Genova. Dopo le rappresentazioni saltate lo scorso anno per sciopero. Torna al Teatro Carlo Felice la Carmen di Bizet. Con la regia di Davide Livermore, già apprezzato per il Billy Budd appena concluso, che ha spostato la storia ai giorni della rivoluzione cubana: una scelta controcorrente, ma motivata dall’aver individuato un equivalente novecentesco dell’atmosfera conflittuale già presente nella trama originale. Debutto l’8 maggio, repliche il 9 (ore 15.30), 10 (ore 15.30), 12 (ore 15.30), 15 (ore 20.30) e 17 (ore 15.30). Lo spettacolo dura circa 3 ore e 20 compresi gli intervalli.
Primo cast con protagonisti Sonia Ganassi e Francesco Meli. Il direttore è Philippe Auguin.
I biglietti costano da 32 a 80 euro. Per la replica del 9 maggio da 25 a 63.
Il pubblico dell’Opéra-Comique di Parigi, il 3 marzo 1875, prese una delle più clamorose cantonate nella storia dell’opera lirica: non capì che Carmen era un capolavoro senza precedenti e la fischiò.

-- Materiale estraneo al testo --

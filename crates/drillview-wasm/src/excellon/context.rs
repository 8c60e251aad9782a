//! Host capabilities used by the parser and the transform engine.

use log::Level;

/// Cancellation, progress and logging hooks supplied by the host.
///
/// The engine never blocks on these calls. Cancellation is polled once per
/// input line while parsing and once per tool while transforming.
pub trait ParseContext {
    /// Whether the current operation should stop.
    fn should_abort(&self) -> bool {
        false
    }

    /// Called with a percentage in `0..=100` as a transform advances.
    fn report_progress(&mut self, _percent: u8) {}

    /// Receives parser and transform diagnostics.
    fn log(&mut self, level: Level, message: &str) {
        log::log!(level, "{message}");
    }
}

/// Context that forwards diagnostics to the `log` facade and never cancels.
#[derive(Debug, Clone, Copy, Default)]
pub struct LogContext;

impl ParseContext for LogContext {}

/// Emits integer percentages over a fixed number of steps, once per change.
#[derive(Debug)]
pub(crate) struct ProgressTracker {
    total: usize,
    done: usize,
    last: Option<u8>,
}

impl ProgressTracker {
    pub(crate) const fn new(total: usize) -> Self {
        Self {
            total,
            done: 0,
            last: None,
        }
    }

    /// Marks one more step as done and reports the percentage if it moved.
    pub(crate) fn advance(&mut self, ctx: &mut dyn ParseContext) {
        if self.total == 0 {
            return;
        }
        self.done = (self.done + 1).min(self.total);
        let percent = u8::try_from(self.done * 100 / self.total).unwrap_or(100);
        if self.last != Some(percent) {
            self.last = Some(percent);
            ctx.report_progress(percent);
        }
    }
}
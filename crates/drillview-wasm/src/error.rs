//! Error types for the Excellon parsing and transform pipeline.

use thiserror::Error;

/// Errors that abort an Excellon parse or transform.
///
/// Anything not listed here is reported as a warning and processing
/// continues.
#[derive(Debug, Clone, PartialEq, Eq, Error)]
pub enum ExcellonError {
    /// The input contained no bytes.
    #[error("empty input")]
    EmptyInput,

    /// The input is not valid UTF-8.
    #[error("invalid UTF-8 input: {0}")]
    InvalidUtf8(String),

    /// The input is G-code (a `G20`/`G21` line was found), not Excellon.
    #[error("not an Excellon file: G-code unit command `{text}` on line {line_no}")]
    WrongFormat {
        /// One-based line number of the offending line.
        line_no: usize,
        /// The offending line.
        text: String,
    },

    /// A recognized command carried a field that could not be converted.
    #[error("malformed command on line {line_no}: `{text}`")]
    Malformed {
        /// One-based line number of the offending line.
        line_no: usize,
        /// The offending line.
        text: String,
    },

    /// The host requested cancellation.
    #[error("operation cancelled")]
    Cancelled,
}
//! Transforms over a parsed drill document.
//!
//! Every transform moves the drill centres and slot endpoints tool by tool,
//! leaves diameters alone (only [`ExcellonDocument::buffer`] touches them),
//! then rebuilds the geometry from scratch. Cancellation is checked before
//! each tool; a cancelled transform leaves the tools it already visited
//! transformed and the geometry invalidated.

use log::Level;
use serde::Deserialize;

use crate::error::ExcellonError;
use crate::geometry::affine::Affine;
use crate::geometry::types::Point;

use super::context::{ParseContext, ProgressTracker};
use super::types::{JoinStyle, Slot, Tool, ToolId};
use super::ExcellonDocument;

/// Axis of symmetry for [`ExcellonDocument::mirror`].
#[derive(Debug, Clone, Copy, PartialEq, Eq, Deserialize)]
pub enum MirrorAxis {
    /// Mirror across a horizontal line: Y is flipped.
    X,
    /// Mirror across a vertical line: X is flipped.
    Y,
}

/// Pivot for [`ExcellonDocument::rotate`].
#[derive(Debug, Clone, Copy, PartialEq)]
pub enum RotateOrigin {
    /// Rotate everything about one point.
    Point(Point),
    /// Rotate each primitive about its own centre.
    Center,
}

#[derive(Debug, Clone, Copy)]
enum Placement {
    Shared(Affine),
    RotateInPlace(f64),
}

impl Placement {
    const fn for_drill(self) -> Option<Affine> {
        match self {
            Self::Shared(affine) => Some(affine),
            Self::RotateInPlace(_) => None,
        }
    }

    fn for_slot(self, slot: &Slot) -> Affine {
        match self {
            Self::Shared(affine) => affine,
            Self::RotateInPlace(angle_deg) => {
                Affine::rotate(angle_deg, slot.start.midpoint(slot.stop))
            }
        }
    }
}

impl ExcellonDocument {
    /// Scales about `origin`.
    ///
    /// # Errors
    ///
    /// [`ExcellonError::Cancelled`] if the host aborts.
    pub fn scale(
        &mut self,
        x_factor: f64,
        y_factor: f64,
        origin: Point,
        ctx: &mut dyn ParseContext,
    ) -> Result<(), ExcellonError> {
        let placement = Placement::Shared(Affine::scale(x_factor, y_factor, origin));
        self.place(placement, ctx)
    }

    /// Translates by `(dx, dy)`.
    ///
    /// # Errors
    ///
    /// [`ExcellonError::Cancelled`] if the host aborts.
    pub fn offset(
        &mut self,
        dx: f64,
        dy: f64,
        ctx: &mut dyn ParseContext,
    ) -> Result<(), ExcellonError> {
        self.place(Placement::Shared(Affine::translate(dx, dy)), ctx)
    }

    /// Mirrors across the line through `point` parallel to `axis`.
    ///
    /// # Errors
    ///
    /// [`ExcellonError::Cancelled`] if the host aborts.
    pub fn mirror(
        &mut self,
        axis: MirrorAxis,
        point: Point,
        ctx: &mut dyn ParseContext,
    ) -> Result<(), ExcellonError> {
        let affine = match axis {
            MirrorAxis::X => Affine::scale(1.0, -1.0, point),
            MirrorAxis::Y => Affine::scale(-1.0, 1.0, point),
        };
        self.place(Placement::Shared(affine), ctx)
    }

    /// Shears by the given angles about `origin`:
    /// `x' = x + tan(ax)·(y - oy)`, `y' = y + tan(ay)·(x - ox)`.
    ///
    /// # Errors
    ///
    /// [`ExcellonError::Cancelled`] if the host aborts.
    pub fn skew(
        &mut self,
        angle_x_deg: f64,
        angle_y_deg: f64,
        origin: Point,
        ctx: &mut dyn ParseContext,
    ) -> Result<(), ExcellonError> {
        let placement = Placement::Shared(Affine::skew(angle_x_deg, angle_y_deg, origin));
        self.place(placement, ctx)
    }

    /// Rotates counter-clockwise by `angle_deg`.
    ///
    /// With [`RotateOrigin::Center`] each primitive turns about its own
    /// centre: drills stay put and slots pivot on their midpoint.
    ///
    /// # Errors
    ///
    /// [`ExcellonError::Cancelled`] if the host aborts.
    pub fn rotate(
        &mut self,
        angle_deg: f64,
        origin: RotateOrigin,
        ctx: &mut dyn ParseContext,
    ) -> Result<(), ExcellonError> {
        let placement = match origin {
            RotateOrigin::Point(point) => Placement::Shared(Affine::rotate(angle_deg, point)),
            RotateOrigin::Center => Placement::RotateInPlace(angle_deg),
        };
        self.place(placement, ctx)
    }

    /// Grows every tool diameter by `distance`, or multiplies it by
    /// `distance` when `is_scale_factor` is set. Coordinates do not move.
    ///
    /// `join` becomes the end style of every tool's slots.
    ///
    /// # Errors
    ///
    /// [`ExcellonError::Cancelled`] if the host aborts.
    pub fn buffer(
        &mut self,
        distance: f64,
        join: JoinStyle,
        is_scale_factor: bool,
        ctx: &mut dyn ParseContext,
    ) -> Result<(), ExcellonError> {
        self.for_each_tool(ctx, |id, tool, skipped| {
            let diameter = if is_scale_factor {
                tool.diameter * distance
            } else {
                tool.diameter + distance
            };
            if diameter.is_finite() {
                tool.diameter = diameter;
            } else {
                skipped.push(format!(
                    "T{id}: buffered diameter is not finite; kept {}",
                    tool.diameter
                ));
            }
            tool.slot_join = join;
        })
    }

    fn place(
        &mut self,
        placement: Placement,
        ctx: &mut dyn ParseContext,
    ) -> Result<(), ExcellonError> {
        self.for_each_tool(ctx, |id, tool, skipped| {
            if let Some(affine) = placement.for_drill() {
                for drill in &mut tool.drills {
                    let moved = affine.apply(*drill);
                    if moved.is_finite() {
                        *drill = moved;
                    } else {
                        skipped.push(format!(
                            "T{id}: drill at ({}, {}) kept; transformed position is not finite",
                            drill.x, drill.y
                        ));
                    }
                }
            }
            for slot in &mut tool.slots {
                let affine = placement.for_slot(slot);
                let start = affine.apply(slot.start);
                let stop = affine.apply(slot.stop);
                if start.is_finite() && stop.is_finite() {
                    slot.start = start;
                    slot.stop = stop;
                } else {
                    skipped.push(format!(
                        "T{id}: slot from ({}, {}) kept; transformed position is not finite",
                        slot.start.x, slot.start.y
                    ));
                }
            }
        })
    }

    fn for_each_tool<F>(
        &mut self,
        ctx: &mut dyn ParseContext,
        mut apply: F,
    ) -> Result<(), ExcellonError>
    where
        F: FnMut(ToolId, &mut Tool, &mut Vec<String>),
    {
        let mut progress = ProgressTracker::new(self.tools.len());
        let mut skipped = Vec::new();

        for (id, tool) in self.tools.iter_mut() {
            if ctx.should_abort() {
                self.solid = None;
                return Err(ExcellonError::Cancelled);
            }
            apply(id, tool, &mut skipped);
            progress.advance(ctx);
        }

        for message in skipped {
            ctx.log(Level::Warn, &message);
            self.warnings.push(message);
        }
        self.rebuild_geometry(ctx);
        Ok(())
    }
}

#[cfg(test)]
#[allow(clippy::panic)]
mod tests {
    use super::*;
    use crate::config::ExcellonConfig;
    use crate::excellon::context::LogContext;

    const EPSILON: f64 = 1e-9;

    fn sample() -> ExcellonDocument {
        let result = crate::excellon::parse(
            b"M48\nMETRIC\nT1C1.0\nT2C2.0\n%\nT1\nX1.0Y2.0\nX-3.0Y0.5\nT2\nX0.0Y0.0G85X4.0Y2.0\nM30\n",
            &ExcellonConfig::default(),
        );
        assert!(result.is_ok(), "sample should parse: {result:?}");
        result.unwrap_or_else(|_| ExcellonDocument::new(ExcellonConfig::default()))
    }

    fn points(doc: &ExcellonDocument) -> Vec<Point> {
        doc.tools
            .iter()
            .flat_map(|(_, tool)| {
                tool.drills
                    .iter()
                    .copied()
                    .chain(tool.slots.iter().flat_map(|s| [s.start, s.stop]))
                    .collect::<Vec<_>>()
            })
            .collect()
    }

    fn diameters(doc: &ExcellonDocument) -> Vec<f64> {
        doc.tools.iter().map(|(_, tool)| tool.diameter).collect()
    }

    fn same(a: Point, b: Point) -> bool {
        (a.x - b.x).abs() < EPSILON && (a.y - b.y).abs() < EPSILON
    }

    #[derive(Default)]
    struct Recorder {
        progress: Vec<u8>,
        warnings: usize,
        abort: bool,
    }

    impl ParseContext for Recorder {
        fn should_abort(&self) -> bool {
            self.abort
        }

        fn report_progress(&mut self, percent: u8) {
            self.progress.push(percent);
        }

        fn log(&mut self, level: Level, _message: &str) {
            if level == Level::Warn {
                self.warnings += 1;
            }
        }
    }

    #[test]
    fn ut_xf_001_scale_doubles_coordinates_not_diameters() {
        let mut doc = sample();
        let before = points(&doc);
        let before_diameters = diameters(&doc);
        assert!(doc.scale(2.0, 2.0, Point::new(0.0, 0.0), &mut LogContext).is_ok());

        for (old, new) in before.iter().zip(points(&doc)) {
            assert!(same(Point::new(old.x * 2.0, old.y * 2.0), new));
        }
        assert_eq!(diameters(&doc), before_diameters);
    }

    #[test]
    fn ut_xf_002_buffer_adds_distance_to_diameters_only() {
        let mut doc = sample();
        let before = points(&doc);
        assert!(doc
            .buffer(0.1, JoinStyle::Round, false, &mut LogContext)
            .is_ok());

        assert_eq!(points(&doc), before);
        for (new, old) in diameters(&doc).iter().zip([1.0, 2.0]) {
            assert!((new - (old + 0.1)).abs() < EPSILON);
        }
    }

    #[test]
    fn ut_xf_003_buffer_scale_factor_and_join_style() {
        let mut doc = sample();
        assert!(doc
            .buffer(1.5, JoinStyle::Square, true, &mut LogContext)
            .is_ok());
        let tool = doc.tools.get(2);
        assert!(tool.is_some_and(|t| (t.diameter - 3.0).abs() < EPSILON));
        assert!(tool.is_some_and(|t| t.slot_join == JoinStyle::Square));
    }

    #[test]
    fn ut_xf_004_rotate_center_twice_by_180_is_identity() {
        let mut doc = sample();
        let before = points(&doc);
        assert!(doc.rotate(180.0, RotateOrigin::Center, &mut LogContext).is_ok());
        let drill = points(&doc).first().copied();
        assert!(drill.is_some_and(|p| same(p, Point::new(1.0, 2.0))));
        assert!(doc.rotate(180.0, RotateOrigin::Center, &mut LogContext).is_ok());

        for (old, new) in before.iter().zip(points(&doc)) {
            assert!(same(*old, new), "{old:?} vs {new:?}");
        }
    }

    #[test]
    fn ut_xf_005_rotate_about_point() {
        let mut doc = sample();
        let origin = Point::new(1.0, 0.0);
        assert!(doc
            .rotate(90.0, RotateOrigin::Point(origin), &mut LogContext)
            .is_ok());
        let first = points(&doc).first().copied();
        assert!(first.is_some_and(|p| same(p, Point::new(-1.0, 0.0))));
    }

    #[test]
    fn ut_xf_006_mirror_axis_is_axis_of_symmetry() {
        let mut doc = sample();
        assert!(doc
            .mirror(MirrorAxis::X, Point::new(0.0, 1.0), &mut LogContext)
            .is_ok());
        assert!(points(&doc).first().is_some_and(|p| same(*p, Point::new(1.0, 0.0))));

        let mut doc = sample();
        assert!(doc
            .mirror(MirrorAxis::Y, Point::new(2.0, 0.0), &mut LogContext)
            .is_ok());
        assert!(points(&doc).first().is_some_and(|p| same(*p, Point::new(3.0, 2.0))));
    }

    #[test]
    fn ut_xf_007_offset_and_skew() {
        let mut doc = sample();
        assert!(doc.offset(0.5, -1.0, &mut LogContext).is_ok());
        assert!(points(&doc).first().is_some_and(|p| same(*p, Point::new(1.5, 1.0))));

        let mut doc = sample();
        assert!(doc
            .skew(45.0, 0.0, Point::new(0.0, 0.0), &mut LogContext)
            .is_ok());
        assert!(points(&doc).first().is_some_and(|p| same(*p, Point::new(3.0, 2.0))));
    }

    #[test]
    fn ut_xf_008_progress_is_per_tool_and_geometry_rebuilt() {
        let mut doc = sample();
        let mut recorder = Recorder::default();
        assert!(doc.offset(10.0, 0.0, &mut recorder).is_ok());
        assert_eq!(recorder.progress, vec![50, 100]);

        let (min_x, _, _, _) = doc.bounds();
        assert!((min_x - 6.5).abs() < EPSILON);
    }

    #[test]
    fn bc_xf_001_cancellation_invalidates_geometry() {
        let mut doc = sample();
        let mut recorder = Recorder {
            abort: true,
            ..Recorder::default()
        };
        assert_eq!(
            doc.scale(2.0, 2.0, Point::new(0.0, 0.0), &mut recorder),
            Err(ExcellonError::Cancelled)
        );
        assert!(doc.solid_geometry().is_none());
        assert_eq!(doc.bounds(), (0.0, 0.0, 0.0, 0.0));
    }

    #[test]
    fn bc_xf_002_non_finite_results_leave_primitives_in_place() {
        let mut doc = sample();
        let before = points(&doc);
        let mut recorder = Recorder::default();
        assert!(doc
            .scale(f64::INFINITY, 1.0, Point::new(0.0, 0.0), &mut recorder)
            .is_ok());
        assert_eq!(points(&doc), before);
        assert_eq!(recorder.warnings, 3);
        assert!(doc.solid_geometry().is_some());
    }

    #[test]
    fn bc_xf_003_rebuild_warnings_reach_the_callers_context() {
        let result = crate::excellon::parse(
            b"M48\nMETRIC\nT1C1.0\n%\nT1\nX1.0Y1.0\nT2\nX2.0Y2.0\nM30\n",
            &ExcellonConfig::default(),
        );
        let Ok(mut doc) = result else {
            panic!("parse failed: {result:?}");
        };
        let mut recorder = Recorder::default();
        assert!(doc.offset(1.0, 0.0, &mut recorder).is_ok());
        assert_eq!(recorder.warnings, 1, "zero-diameter T2 is reported once");
        assert!(doc
            .solid_geometry()
            .is_some_and(|solid| solid.warnings.iter().any(|w| w.contains("T2"))));
    }
}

La sala fu scioccata dalla passionalità e dalla violenza della vicenda (che l’esperta coppia di librettisti Halévy e Mehilac aveva ricavato dall’omonima novella di Mérimée) e si spaventò davanti all’incontenibilità del carattere di Carmen, archetipo della futura femme fatale teatrale e cinematografica.
Il contesto in cui si muovono i protagonisti non aiutò: per la prima volta si ascoltavano arie, duetti, quartetti, cori cantati da zingari, ladri, sigaraie, toreri e contrabbandieri; un universo sociale emarginato e di malaffare che non sembrò degno di calcare un palcoscenico operistico. Carmen fu un vero scandalo, insomma, che riempì la sala per quarantacinque repliche consecutive solo perché l’avversione generale si mescolò a una curiosità morbosa.